The biggest jolt to AKP came in Ankara, the Turkish capital where Erdogan's party has held onto power since the last 25 years. According to the state-run Anadolu news agency, the prime opposition People's Republican Party (CHP) has won more than 50 per cent ovtes in Ankara. Turkey's Erdogan Stokes the Hagia Sophia Museum Controversy, Says will Convert it Back to a Mosque.

The AKP is trailing at 47.6 per cent votes, the report quoting a Turkey Supreme Election Council official said. With this result, the next Mayor of the capital would be from the secual CHP party.
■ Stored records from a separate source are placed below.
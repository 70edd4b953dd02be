use std::collections::{HashMap, HashSet};

use vellum_core::{
    CommittedTransaction, EntityAddress, EntityId, EntityType, NewEntity, StateVersion,
};
use vellum_store::rows::EntityRow;
use vellum_store::{Store, Table};

use crate::cancel::CancellationToken;
use crate::error::{LedgerError, LedgerResult};
use crate::sequences::{SequenceAllocator, SequenceKind};

/// An entity with its internal id and resolved links.
#[derive(Debug, Clone)]
pub struct ResolvedEntity {
    pub id: EntityId,
    pub address: EntityAddress,
    pub entity_type: EntityType,
    pub parent_id: Option<EntityId>,
    pub fungible_resource_id: Option<EntityId>,
    pub from_state_version: StateVersion,
}

impl ResolvedEntity {
    fn from_row(row: EntityRow) -> Self {
        Self {
            id: row.id,
            address: row.address,
            entity_type: row.entity_type,
            parent_id: row.parent_id,
            fungible_resource_id: row.fungible_resource_id,
            from_state_version: row.from_state_version,
        }
    }

    pub fn is_vault(&self) -> bool {
        self.entity_type == EntityType::FungibleVault
    }

    /// Owning entity of a vault. Set for every vault by resolution.
    pub fn vault_owner(&self) -> LedgerResult<EntityId> {
        self.parent_id
            .ok_or_else(|| LedgerError::IncompleteVault(self.address.clone()))
    }

    /// Resource held by a vault. Set for every vault by resolution.
    pub fn vault_resource(&self) -> LedgerResult<EntityId> {
        self.fungible_resource_id
            .ok_or_else(|| LedgerError::IncompleteVault(self.address.clone()))
    }
}

type PostResolveFn = Box<dyn FnOnce(&mut EntityRegistry) -> LedgerResult<()>>;

/// Collects every address a batch touches, resolves all of them against the
/// store in one set-based lookup, and assigns fresh ids to entities the batch
/// creates.
///
/// Links between created entities may point forward in the feed, so link
/// wiring is deferred: declaring an entity registers callbacks that run once
/// every address has an id.
pub struct EntityRegistry {
    entities: HashMap<EntityAddress, ResolvedEntity>,
    referenced: Vec<EntityAddress>,
    referenced_set: HashSet<EntityAddress>,
    created: Vec<(NewEntity, StateVersion)>,
    created_set: HashSet<EntityAddress>,
    deferred: Vec<PostResolveFn>,
}

impl EntityRegistry {
    pub fn new() -> Self {
        Self {
            entities: HashMap::new(),
            referenced: Vec::new(),
            referenced_set: HashSet::new(),
            created: Vec::new(),
            created_set: HashSet::new(),
            deferred: Vec::new(),
        }
    }

    /// Record every address `tx` creates or references.
    pub fn scan_transaction(&mut self, tx: &CommittedTransaction) -> LedgerResult<()> {
        for created in &tx.created_entities {
            self.declare_created(created.clone(), tx.state_version)?;
        }
        for substate in &tx.substates {
            self.reference(&substate.subject);
        }
        for event in &tx.events {
            self.reference(&event.emitter);
        }
        Ok(())
    }

    fn declare_created(&mut self, entity: NewEntity, version: StateVersion) -> LedgerResult<()> {
        if !self.created_set.insert(entity.address.clone()) {
            return Err(LedgerError::DuplicateEntity(entity.address));
        }
        if entity.entity_type == EntityType::FungibleVault
            && (entity.parent.is_none() || entity.fungible_resource.is_none())
        {
            return Err(LedgerError::IncompleteVault(entity.address));
        }
        self.reference(&entity.address);

        if let Some(parent) = entity.parent.clone() {
            self.reference(&parent);
            let address = entity.address.clone();
            self.deferred.push(Box::new(move |registry| {
                let parent_id = registry.resolved(&parent)?.id;
                registry.entity_mut(&address)?.parent_id = Some(parent_id);
                Ok(())
            }));
        }
        if let Some(resource) = entity.fungible_resource.clone() {
            self.reference(&resource);
            let address = entity.address.clone();
            self.deferred.push(Box::new(move |registry| {
                let target = registry.resolved(&resource)?;
                if target.entity_type != EntityType::FungibleResource {
                    return Err(LedgerError::EntityTypeMismatch {
                        address: resource.clone(),
                        expected: EntityType::FungibleResource.name(),
                        actual: target.entity_type.name(),
                    });
                }
                let resource_id = target.id;
                registry.entity_mut(&address)?.fungible_resource_id = Some(resource_id);
                Ok(())
            }));
        }

        self.created.push((entity, version));
        Ok(())
    }

    fn reference(&mut self, address: &EntityAddress) {
        if self.referenced_set.insert(address.clone()) {
            self.referenced.push(address.clone());
        }
    }

    /// Resolve every collected address: one bulk store lookup, id assignment
    /// for created entities in declaration order, then the deferred link
    /// callbacks in registration order.
    pub fn resolve(
        &mut self,
        store: &dyn Store,
        sequences: &SequenceAllocator,
        token: &CancellationToken,
    ) -> LedgerResult<()> {
        token.bail_if_cancelled()?;

        if !self.referenced.is_empty() {
            let keys: Vec<Vec<u8>> = self
                .referenced
                .iter()
                .map(|address| EntityRow::storage_key(address))
                .collect();
            let key_refs: Vec<&[u8]> = keys.iter().map(|key| key.as_slice()).collect();
            let found = store.multi_get(Table::Entities, &key_refs)?;
            for (address, value) in self.referenced.iter().zip(found) {
                if let Some(value) = value {
                    let row = EntityRow::decode(&value)?;
                    self.entities
                        .insert(address.clone(), ResolvedEntity::from_row(row));
                }
            }
        }

        for (declared, version) in &self.created {
            if self.entities.contains_key(&declared.address) {
                return Err(LedgerError::DuplicateEntity(declared.address.clone()));
            }
            let id = EntityId::new(sequences.next(SequenceKind::Entity));
            self.entities.insert(
                declared.address.clone(),
                ResolvedEntity {
                    id,
                    address: declared.address.clone(),
                    entity_type: declared.entity_type,
                    parent_id: None,
                    fungible_resource_id: None,
                    from_state_version: *version,
                },
            );
        }

        for address in &self.referenced {
            if !self.entities.contains_key(address) {
                return Err(LedgerError::MissingEntity(address.clone()));
            }
        }

        let deferred = std::mem::take(&mut self.deferred);
        for callback in deferred {
            callback(self)?;
        }
        Ok(())
    }

    /// The resolved entity behind `address`. Valid only after [`resolve`].
    ///
    /// [`resolve`]: EntityRegistry::resolve
    pub fn resolved(&self, address: &EntityAddress) -> LedgerResult<&ResolvedEntity> {
        self.entities
            .get(address)
            .ok_or_else(|| LedgerError::MissingEntity(address.clone()))
    }

    fn entity_mut(&mut self, address: &EntityAddress) -> LedgerResult<&mut ResolvedEntity> {
        self.entities
            .get_mut(address)
            .ok_or_else(|| LedgerError::MissingEntity(address.clone()))
    }

    /// Storage rows for the entities this batch created, in declaration
    /// order.
    pub fn created_rows(&self) -> LedgerResult<Vec<EntityRow>> {
        self.created
            .iter()
            .map(|(declared, _)| {
                let entity = self.resolved(&declared.address)?;
                Ok(EntityRow {
                    id: entity.id,
                    address: entity.address.clone(),
                    entity_type: entity.entity_type,
                    parent_id: entity.parent_id,
                    fungible_resource_id: entity.fungible_resource_id,
                    from_state_version: entity.from_state_version,
                })
            })
            .collect()
    }

    pub fn created_count(&self) -> usize {
        self.created.len()
    }
}

impl Default for EntityRegistry {
    fn default() -> Self {
        Self::new()
    }
}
Apart from Ankara, the Opposition alliance has scored a decisive victory in the coastal town of Izmir as well, winning more than half the votes polled. The AKP, meanwhile, trailed with around 30 per cent of the electoral share.

In Istanbul, however, the AKP could not be ruled out yet, said the Election Council official. As per the official figures, Erdogan's party has secured 48.51 per cent of the votes -- marginally lower than 48.79 per cent polled by the CHP. The counting of 84 ballots is yet to be conducted as both parties had raised objections.

AKP's Istanbul mayoral candidate Binali Yildirim said he would ultimately emerged as the winner as nearly 3,00,000 votes received by his CHP rival are "invalid". The margin of difference between them is less than 25,000.

Overall, the Erdogan's party, in alliance with the Nationalist Movement Party (MHP), won over 51.63 per cent of the overall vote. The Opposition alliance headed by CHP has secured 37.55 per cent of the nationwide vote share.